For any student, school is a heaven. It gives them education. It helps them to be better version of themselves. It shapes them into good citizens.
But for me, school is something more.
It has not only given me education, but taught me to dream. Through the mathematics and science lessons, it has taught me to dream about the unknowns of the universe.
History lessons have taught me to dream of a peaceful world without any war. Through geography lessons I learnt to dream of a world free from all pollution, global warming and climate change. Through literature lessons I learnt to illustrate my thoughts with words.
School opened the window of the world to me. Indeed, the whole universe was captured in a building full of books, benches, children and teachers… of course before this horrible virus changed everything.
School was my second home. The lockdown has left me partially homeless.
It was the place where my all pain and sorrow collapsed to the ground. It was the place where I felt like there was nothing else to ask for in the world.
In the short period of eight years, school had become an inseparable part of my life.

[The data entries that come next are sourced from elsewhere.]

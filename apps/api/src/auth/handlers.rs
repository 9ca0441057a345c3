use axum::{extract::State, http::StatusCode, Json};
use serde::{Deserialize, Serialize};
use tracing::{error, info};
use uuid::Uuid;

use crate::auth::password::{check_new_password, PasswordStrength};
use crate::errors::AppError;
use crate::identity::AuthSession;
use crate::models::profile::{Profile, Role};
use crate::profiles::repository as profile_repo;
use crate::session::{resolve_role, AccessToken, RoleResolution};
use crate::shell::guard::{guard, AuthState};
use crate::shell::page::{Page, PageParams, PageState};
use crate::shell::registry::page_to_path;
use crate::state::AppState;

#[derive(Debug, Deserialize)]
pub struct SignUpRequest {
    pub email: String,
    pub password: String,
    pub confirm_password: String,
    pub role: Role,
    /// Full name for seekers, company name for employers.
    pub name: String,
}

#[derive(Debug, Deserialize)]
pub struct SignInRequest {
    pub email: String,
    pub password: String,
}

#[derive(Debug, Deserialize)]
pub struct RefreshRequest {
    pub refresh_token: String,
}

#[derive(Debug, Deserialize)]
pub struct PasswordResetRequest {
    pub email: String,
}

/// Where the client should go once the call succeeds.
#[derive(Debug, Serialize)]
pub struct NextPage {
    pub state: PageState,
    pub path: String,
}

impl NextPage {
    fn for_role(requested: Page, role: Role) -> Self {
        let page = guard(requested, AuthState::Authenticated(role));
        let state = PageState::new(page, PageParams::default());
        let path = page_to_path(&state);
        NextPage { state, path }
    }
}

#[derive(Debug, Serialize)]
pub struct SignUpResponse {
    pub user_id: Uuid,
    pub role: Role,
    pub password_strength: PasswordStrength,
    /// Absent when the provider wants the email confirmed first.
    pub session: Option<AuthSession>,
    pub next: NextPage,
}

#[derive(Debug, Serialize)]
pub struct SignInResponse {
    pub session: AuthSession,
    pub profile: Profile,
    pub next: NextPage,
}

fn require(value: &str, field: &str) -> Result<(), AppError> {
    if value.trim().is_empty() {
        return Err(AppError::Validation(format!("{field} is required")));
    }
    Ok(())
}

/// POST /api/v1/auth/signup
pub async fn handle_sign_up(
    State(state): State<AppState>,
    Json(req): Json<SignUpRequest>,
) -> Result<(StatusCode, Json<SignUpResponse>), AppError> {
    require(&req.email, "email")?;
    require(&req.name, "name")?;
    let password_strength = check_new_password(&req.password, &req.confirm_password)?;

    let outcome = state
        .identity
        .sign_up(req.email.trim(), &req.password)
        .await?;
    let user_id = outcome.identity.id;
    let name = req.name.trim();

    let created = match req.role {
        Role::Seeker => profile_repo::create_seeker_profile(&state.db, user_id, name)
            .await
            .map(|_| ()),
        Role::Employer => profile_repo::create_employer_profile(&state.db, user_id, name)
            .await
            .map(|_| ()),
    };
    if let Err(e) = created {
        // The identity now exists without a profile; it will surface as
        // ROLE_UNDETERMINED on its next request.
        error!(user_id = %user_id, "Profile creation failed after sign-up: {e}");
        return Err(e);
    }

    info!(user_id = %user_id, role = req.role.as_str(), "Account created");

    let landing = match req.role {
        Role::Seeker => Page::Dashboard,
        Role::Employer => Page::EmployerDashboard,
    };
    Ok((
        StatusCode::CREATED,
        Json(SignUpResponse {
            user_id,
            role: req.role,
            password_strength,
            session: outcome.session,
            next: NextPage::for_role(landing, req.role),
        }),
    ))
}

/// POST /api/v1/auth/signin
pub async fn handle_sign_in(
    State(state): State<AppState>,
    Json(req): Json<SignInRequest>,
) -> Result<Json<SignInResponse>, AppError> {
    require(&req.email, "email")?;
    require(&req.password, "password")?;

    let session = state.identity.sign_in(req.email.trim(), &req.password).await?;
    let profile = match resolve_role(state.profiles.as_ref(), session.identity.id).await? {
        RoleResolution::Resolved(profile) => profile,
        RoleResolution::Undetermined => {
            return Err(AppError::RoleUndetermined(session.identity.id))
        }
    };

    info!(user_id = %session.identity.id, role = profile.role().as_str(), "Signed in");
    let next = NextPage::for_role(Page::Dashboard, profile.role());
    Ok(Json(SignInResponse {
        session,
        profile,
        next,
    }))
}

/// POST /api/v1/auth/refresh
pub async fn handle_refresh(
    State(state): State<AppState>,
    Json(req): Json<RefreshRequest>,
) -> Result<Json<AuthSession>, AppError> {
    require(&req.refresh_token, "refresh_token")?;
    let session = state.identity.refresh_session(&req.refresh_token).await?;
    Ok(Json(session))
}

/// POST /api/v1/auth/signout
pub async fn handle_sign_out(
    State(state): State<AppState>,
    AccessToken(token): AccessToken,
) -> Result<StatusCode, AppError> {
    state.identity.sign_out(&token).await?;
    Ok(StatusCode::NO_CONTENT)
}

/// POST /api/v1/auth/password-reset
/// The reset email links back to the site root.
pub async fn handle_password_reset(
    State(state): State<AppState>,
    Json(req): Json<PasswordResetRequest>,
) -> Result<StatusCode, AppError> {
    require(&req.email, "email")?;
    state
        .identity
        .reset_password(req.email.trim(), &state.config.site_url)
        .await?;
    Ok(StatusCode::ACCEPTED)
}
pub mod handlers;
pub mod repository;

Sometimes at a sunny noon, I sit in my room and think, if only I could tide back one and a half years, I could be in a library, painting posters or making models.
Sometimes at a cloudy afternoon, I stand at my window and think, if only I could break the barrier of an agonising time, I could be in a darkening classroom, quarrelling with my friends whether we should close the windows and switch on the lights.
Sometimes at a rainy morning, I stand in my balcony and think, if time wasn’t so rigid, I could be in a crowded corridor, staring at the rainwater cascading down from the sloppy tin roof and extending my hand to the rain, while my friends were doing the same.
Sometimes at sunset, I stand in my yard and think, if I could control the fourth dimension, I could be in a packed classroom and listen to the end bell, while the last rays of the sun fell on my uniform.
Alas, it’s not going to be possible for now. The sun still lightens the trees on the campus, the clouds still throw their shadows on the building, the rain still showers on the roof, but there is no student to see those.
I still dream of the rehearsals before functions. I still sing, still dance, but in my dreams, not in a packed auditorium.
The school has re-opened, but it’ll never be the same. With masks, sanitizers and social distancing, the building will never be a dreamland again.
It’s the virus. A little, little thing, which isn’t even a living thing, and can’t even be seen with the naked eye, has changed so much of our lives.
Oh God, when will this pandemic end?